Building disease digital twins is an AI big data problem. And so natural language processing (NLP) is needed to process large amounts of unstructured text-based patient and disease information to create, analyze and improve the digital twin.
Disease digital twins can transform patient care. But it also could substantially impact the overall evolution of digital twin technology. It could expand digital twin adoption beyond a tool for physical asset modeling to “softer” problem sets involving biological systems and human behaviors.
Full analysis done by Anthony Bradley
Synthetic Advertising
Synthetic advertising (SA) is advertising developed and scripted by AI systems and algorithms often targeted at a very defined group of consumers. Applying NLG and ML to data collected/analyzed at a massive scale (including geolocation intelligence) is the power behind SA.

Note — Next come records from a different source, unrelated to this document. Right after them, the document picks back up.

use crate::{
    ApiConfig, CONFIG_DIR_ENV, CONFIG_DIR_NAME, CONFIG_FILE_NAME, ConfigError, ConfigErrorResult,
    LoggingConfig, UserConfig, ValidationConfig,
};

use std::path::{Path, PathBuf};

use log::{debug, info};
use serde::Deserialize;

#[derive(Debug, Clone, Deserialize, Default)]
#[serde(default)]
pub struct Config {
    pub api: ApiConfig,
    pub user: UserConfig,
    pub logging: LoggingConfig,
    pub validation: ValidationConfig,
}

impl Config {
    /// Load config.
    ///
    /// Loading order:
    /// 1. Check for OSPO_CONFIG_DIR env var, else use ./.ospo/
    /// 2. Load config.toml if it exists, else use defaults
    /// 3. Apply OSPO_* environment variable overrides
    ///
    /// Does NOT validate - call validate() after load().
    pub fn load() -> ConfigErrorResult<Self> {
        let config_path = Self::config_dir()?.join(CONFIG_FILE_NAME);

        let mut config = if config_path.exists() {
            Self::load_toml(&config_path)?
        } else {
            debug!("No config file at {}, using defaults", config_path.display());
            Config::default()
        };

        config.apply_env_overrides();

        Ok(config)
    }

    /// Load and parse TOML file with detailed error context.
    fn load_toml(path: &Path) -> ConfigErrorResult<Self> {
        let contents = std::fs::read_to_string(path).map_err(|e| ConfigError::Io {
            path: path.to_path_buf(),
            source: e,
        })?;

        toml::from_str(&contents).map_err(|e| ConfigError::Toml {
            path: path.to_path_buf(),
            source: e,
        })
    }

    /// Get the config directory.
    /// Priority: OSPO_CONFIG_DIR env var > ./.ospo/ (relative to cwd)
    pub fn config_dir() -> ConfigErrorResult<PathBuf> {
        if let Ok(dir) = std::env::var(CONFIG_DIR_ENV) {
            return Ok(PathBuf::from(dir));
        }

        let cwd = std::env::current_dir()
            .map_err(|_| ConfigError::config("Cannot determine current working directory"))?;
        Ok(cwd.join(CONFIG_DIR_NAME))
    }

    /// Validate all configuration.
    /// Call after load() to catch all errors at startup.
    pub fn validate(&self) -> ConfigErrorResult<()> {
        self.api.validate()?;
        self.user.validate()?;
        self.validation.validate()?;

        if let Some(ref file) = self.logging.file
            && escapes_config_dir(file)
        {
            return Err(ConfigError::config(
                "logging.file must be relative and cannot contain '..'",
            ));
        }

        if escapes_config_dir(&self.logging.dir) {
            return Err(ConfigError::config(
                "logging.dir must be relative and cannot contain '..'",
            ));
        }

        Ok(())
    }

    /// Absolute path of the log file, if file logging is configured.
    pub fn log_file_path(&self) -> ConfigErrorResult<Option<PathBuf>> {
        match self.logging.file {
            Some(ref file) => Ok(Some(Self::config_dir()?.join(&self.logging.dir).join(file))),
            None => Ok(None),
        }
    }

    /// Log configuration summary.
    pub fn log_summary(&self) {
        info!("Configuration loaded:");
        info!("  api: {} ({})", self.api.base_url, self.api.transport);
        info!(
            "  user: {} ({}, {})",
            self.user.corporate_id, self.user.github_username, self.user.role
        );
        info!(
            "  logging: {} (colored: {})",
            *self.logging.level, self.logging.colored
        );
        info!(
            "  validation: title={}-{}, project_name>={}",
            self.validation.min_title_length,
            self.validation.max_title_length,
            self.validation.min_project_name_length
        );
    }

    fn apply_env_overrides(&mut self) {
        // Api
        Self::apply_env_string("OSPO_API_URL", &mut self.api.base_url);
        Self::apply_env_parse("OSPO_API_TRANSPORT", &mut self.api.transport);

        // User
        Self::apply_env_string("OSPO_USER_ID", &mut self.user.corporate_id);
        Self::apply_env_string("OSPO_USER_GITHUB", &mut self.user.github_username);
        Self::apply_env_string("OSPO_USER_NAME", &mut self.user.name);
        Self::apply_env_string("OSPO_USER_DEPARTMENT", &mut self.user.department);
        Self::apply_env_string("OSPO_USER_ROLE", &mut self.user.role);

        // Logging
        Self::apply_env_parse("OSPO_LOG_LEVEL", &mut self.logging.level);
        Self::apply_env_bool("OSPO_LOG_COLORED", &mut self.logging.colored);
        Self::apply_env_option_string("OSPO_LOG_FILE", &mut self.logging.file);

        // Validation
        Self::apply_env_parse(
            "OSPO_VALIDATION_MIN_TITLE_LENGTH",
            &mut self.validation.min_title_length,
        );
        Self::apply_env_parse(
            "OSPO_VALIDATION_MAX_TITLE_LENGTH",
            &mut self.validation.max_title_length,
        );
        Self::apply_env_parse(
            "OSPO_VALIDATION_MIN_PROJECT_NAME_LENGTH",
            &mut self.validation.min_project_name_length,
        );
    }

    /// Helper: Apply environment variable override for String values
    fn apply_env_string(var_name: &str, target: &mut String) {
        if let Ok(val) = std::env::var(var_name) {
            *target = val;
        }
    }

    /// Helper: Apply environment variable override for bool values (accepts "true"/"1")
    fn apply_env_bool(var_name: &str, target: &mut bool) {
        if let Ok(val) = std::env::var(var_name) {
            *target = val == "true" || val == "1";
        }
    }

    /// Helper: Apply environment variable override for parseable values
    fn apply_env_parse<T: std::str::FromStr>(var_name: &str, target: &mut T) {
        if let Ok(val) = std::env::var(var_name)
            && let Ok(parsed) = val.parse()
        {
            *target = parsed;
        }
    }

    /// Helper: Apply environment variable override for Option<String> values
    fn apply_env_option_string(var_name: &str, target: &mut Option<String>) {
        if let Ok(val) = std::env::var(var_name) {
            *target = Some(val);
        }
    }
}

/// Absolute, or climbing out with `..`
fn escapes_config_dir(path: &str) -> bool {
    Path::new(path).is_absolute() || path.contains("..")
}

SA delivers micro-segmentation at great scale and at real-time speed which is highly disruptive. This raises personalization to an entirely new level. Essentially, companies could, through automation, pull marketing programs and advertising together tailored specifically for an individual customer while they are in the moment. Of course there are technological, societal and governmental hurdles to mass adoption such as privacy concerns, shopper acceptance and rapid model training and updating.

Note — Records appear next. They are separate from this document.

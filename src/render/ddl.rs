//! DDL translation: ALTER TABLE, CREATE TABLE AS, DROP TABLE.
//!
//! Each alter operation renders as one standalone statement. Operations
//! an engine structurally cannot perform surface as capability errors
//! with the offending operation kind and dialect name; invalid SQL is
//! never emitted in their place.

use crate::dialect::Dialect;
use crate::error::{DialectError, DialectResult};
use crate::ir::{AlterOp, AlterTable, ColumnDef, CreateTableAs, DropTable, TypeDef};
use crate::render::clause::append_select;
use crate::render::expr::append_expr;
use crate::render::{Ctx, Rendered};

/// Render a single alter-table operation.
pub fn alter_table(stmt: &AlterTable, dialect: &Dialect) -> DialectResult<String> {
    let kind = stmt.op.kind();
    if dialect.unsupported_alter_ops.contains(&kind) {
        return Err(DialectError::unsupported(kind.to_string(), dialect.name));
    }
    if let Some(hook) = dialect.alter_table_hook {
        if let Some(result) = hook(dialect, stmt) {
            return result;
        }
    }

    let table = dialect.quote_qualified(&stmt.table);
    Ok(match &stmt.op {
        AlterOp::RenameColumn { name, new_name } => format!(
            "ALTER TABLE {} ALTER COLUMN {} RENAME TO {}",
            table,
            dialect.quote_identifier(name),
            dialect.quote_identifier(new_name)
        ),
        AlterOp::SetColumnType { name, type_def } => format!(
            "ALTER TABLE {} ALTER COLUMN {} SET DATA TYPE {}",
            table,
            dialect.quote_identifier(name),
            type_literal(type_def, dialect)
        ),
        AlterOp::SetColumnNull { name, null } => format!(
            "ALTER TABLE {} ALTER COLUMN {} SET {}",
            table,
            dialect.quote_identifier(name),
            if *null { "NULL" } else { "NOT NULL" }
        ),
        AlterOp::AddColumn { column } => format!(
            "ALTER TABLE {} ADD COLUMN {}",
            table,
            column_def(column, dialect)?
        ),
        AlterOp::DropColumn { name } => format!(
            "ALTER TABLE {} DROP COLUMN {}",
            table,
            dialect.quote_identifier(name)
        ),
    })
}

/// Render a column type, appending identity SQL when requested.
///
/// An identity column without an explicit start renders `START WITH 1`:
/// some engines default the sequence to start at 0, which is never what
/// a serial primary key wants.
pub fn type_literal(type_def: &TypeDef, dialect: &Dialect) -> String {
    let base = dialect
        .type_literal_hook
        .and_then(|hook| hook(dialect, type_def))
        .unwrap_or_else(|| type_def.name.clone());
    if !type_def.identity {
        return base;
    }

    let mut sql = format!(
        "{} GENERATED BY DEFAULT AS IDENTITY (START WITH {}",
        base,
        type_def.start_with.unwrap_or(1)
    );
    if let Some(increment) = type_def.increment_by {
        sql.push_str(&format!(" INCREMENT BY {}", increment));
    }
    sql.push(')');
    sql
}

fn column_def(column: &ColumnDef, dialect: &Dialect) -> DialectResult<String> {
    let mut sql = format!(
        "{} {}",
        dialect.quote_identifier(&column.name),
        type_literal(&column.type_def, dialect)
    );
    if !column.null {
        sql.push_str(" NOT NULL");
    }
    if let Some(default) = &column.default {
        sql.push_str(" DEFAULT ");
        let mut ctx = Ctx::new(dialect);
        append_expr(default, &mut ctx, &mut sql)?;
    }
    if column.primary_key {
        sql.push_str(" PRIMARY KEY");
    }
    if column.unique {
        sql.push_str(" UNIQUE");
    }
    Ok(sql)
}

/// Render CREATE TABLE ... AS (SELECT ...).
pub fn create_table_as(stmt: &CreateTableAs, dialect: &Dialect) -> DialectResult<Rendered> {
    if stmt.if_not_exists && !dialect.caps.create_table_if_not_exists {
        return Err(DialectError::unsupported(
            "CREATE TABLE IF NOT EXISTS",
            dialect.name,
        ));
    }

    let mut ctx = Ctx::new(dialect);
    let mut sql = String::from("CREATE TABLE ");
    if stmt.if_not_exists {
        sql.push_str("IF NOT EXISTS ");
    }
    sql.push_str(&dialect.quote_qualified(&stmt.table));
    sql.push_str(" AS ");
    if dialect.create_table_as_with_data {
        // Parens around the SELECT plus explicit materialization.
        sql.push('(');
        append_select(&stmt.query, &mut ctx, &mut sql)?;
        sql.push_str(") WITH DATA");
    } else {
        append_select(&stmt.query, &mut ctx, &mut sql)?;
    }
    Ok(ctx.into_rendered(sql))
}

/// Render DROP TABLE.
pub fn drop_table(stmt: &DropTable, dialect: &Dialect) -> DialectResult<String> {
    if stmt.if_exists && !dialect.caps.drop_table_if_exists {
        return Err(DialectError::unsupported("DROP TABLE IF EXISTS", dialect.name));
    }
    Ok(format!(
        "DROP TABLE {}{}",
        if stmt.if_exists { "IF EXISTS " } else { "" },
        dialect.quote_qualified(&stmt.table)
    ))
}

However, companies recently have escalated their focus on developing more targeted digital advertising messages (especially in the post-COVID-19 environment). Combining this focus with the trend towards operational efficiency and shorter marketing creation times is driving growing interest in this technology. There are some early programmatic advertising products in the market, like TAPTAP. And recent jumps in patents around automatic/synthesized construction of digital advertising indicate this emerging technology is ramping up quickly. We expect to see significant movement in this space by 2023 or 2024.
Full analysis done by Annette Jump
NLP for Attack Prediction and Detection
The use of NLP is emerging to enhance information security attack detection and prediction. NLP for preprocessing of security breaches is a technology improvement over traditional techniques. Traditional detection techniques largely use static signatures and policy-oriented evaluations for detection of attacks or attacker discussions/interactions. One area of NLP emergence involves automatic tagging of scanned content for threatening language or for security categorization.
NLP is used to scan content on the web (including the dark web) to identify threatening language for detection, categorization and attribution to specific threat actors and threat actor groups. This represents a substantial leap in gathering actionable threat intelligence. NLP enriches detection and classifications to more quickly refine predictive scoring and categorization of collected, stored or transmitted content. Uses of this NLP-based technology include:
- threat actor forum monitoring,
- threat intelligence refinement, and
- threat actor correlation and insider threat monitoring.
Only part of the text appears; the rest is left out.